- Theatrical release poster
- Directed by: Harry Kerwin Wayne Crawford – (underwater scenes)
- Written by: Harry Kerwin – (story and screenplay) Wayne Crawford – (story and screenplay)
- Produced by: Wayne Crawford Harry Kerwin
- Starring: Wayne Crawford Jason Evers Roberta Leighton Cliff Emmich William Kerwin Bert Freed
- Cinematography: Edmund Gibson (as H. Edmund Gibson)
- Edited by: Jane McCulley
- Music by: Klaus Schulze
- Distributed by: Republic Pictures (II)
- Release date: September 16, 1977;
- Running time: 98 minutes
- Country: United States
- Language: English

= Barracuda (1977 film) =

Barracuda is a 1977 American horror/thriller film about a small Florida coastal town that is menaced by chemically induced and highly aggressive barracuda fish. The cast included Wayne Crawford, Jason Evers, Roberta Leighton, Cliff Emmich, William Kerwin and Bert Freed. It was directed by Harry Kerwin, with the underwater sequences handled by Wayne Crawford.

==Plot==
A top secret government experiment leads to fatal barracuda attacks on the beaches of a small coastal town formerly renowned for its lobster. A marine biologist (Wayne Crawford) and sheriff (William Kerwin) uncover a plot involving a mentally unstable former war-medic (Evers) pioneering research into hypoglycemia and its effects on human behavior.

== Cast ==
- Wayne Crawford – Mike Canfield (credited as Wayne David Crawford)
- Jason Evers – Dr.
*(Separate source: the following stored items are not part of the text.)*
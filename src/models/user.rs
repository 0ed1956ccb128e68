use crate::entities::user_entity;
use chrono::{DateTime, Utc};
use serde::{Deserialize, Serialize};
use utoipa::ToSchema;

#[derive(Debug, Serialize, Deserialize, ToSchema)]
pub struct RegisterRequest {
    #[schema(example = "tutor@example.com")]
    pub email: String,
    #[schema(example = "Password123")]
    pub password: String,
    #[schema(example = "Anna Petrova")]
    pub name: String,
}

#[derive(Debug, Serialize, Deserialize, ToSchema)]
pub struct LoginRequest {
    #[schema(example = "tutor@example.com")]
    pub email: String,
    #[schema(example = "Password123")]
    pub password: String,
}

#[derive(Debug, Serialize, Deserialize, ToSchema)]
pub struct UserResponse {
    pub id: i64,
    pub email: String,
    pub name: String,
    pub created_at: Option<DateTime<Utc>>,
}

#[derive(Debug, Serialize, Deserialize, ToSchema)]
pub struct AuthResponse {
    pub user: UserResponse,
    pub token: String,
    pub expires_in: i64,
}

impl From<user_entity::Model> for UserResponse {
    fn from(user: user_entity::Model) -> Self {
        Self {
            id: user.id,
            email: user.email,
            name: user.name,
            created_at: user.created_at,
        }
    }
}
Elliot Snow
- Roberta Leighton – Liza Williams
- Cliff Emmich – Deputy Lester
- William Kerwin – Sheriff Ben Williams
- Bert Freed – Papa Jack
- Harry Kerwin – Government Agent #1
- Rick Rhodes – Government Agent #2
- Matt King – Agent Leaving
- Barbara Keegan – Maggie Snow (credited as Bobbie Ellyne Kosstrin)
- Edmund Lupinski – Boy on Beach (credited as Ed Lupinski)
- Kim Nichols – Girl on Beach
- Frank Logan – Sam
- Daniel L. Fitzgerald – Cook
- Will Knickerbocker – Bill (credited as Willis Knickerbocker)
- Ruth Miller – Edna
- Scott Avery – Toby
- Bob J. Shields – Floyd

==Release==

===Home media===
Barracuda was released on VHS by UAV Corporation on December 7, 1989. The film was released on DVD by Dark Sky Films on September 30, 2008.

==Reception==

Cavett Binion from Allmovie gave the film a negative review, called it "[a] muddled attempt at ecological horror". Andrew Smith from Popcorn Pictures awarded the film a score of 2/10, calling it "a cheap cash-in", and criticized the film's plot, phony special effects, and lack of focus on the film's title monsters.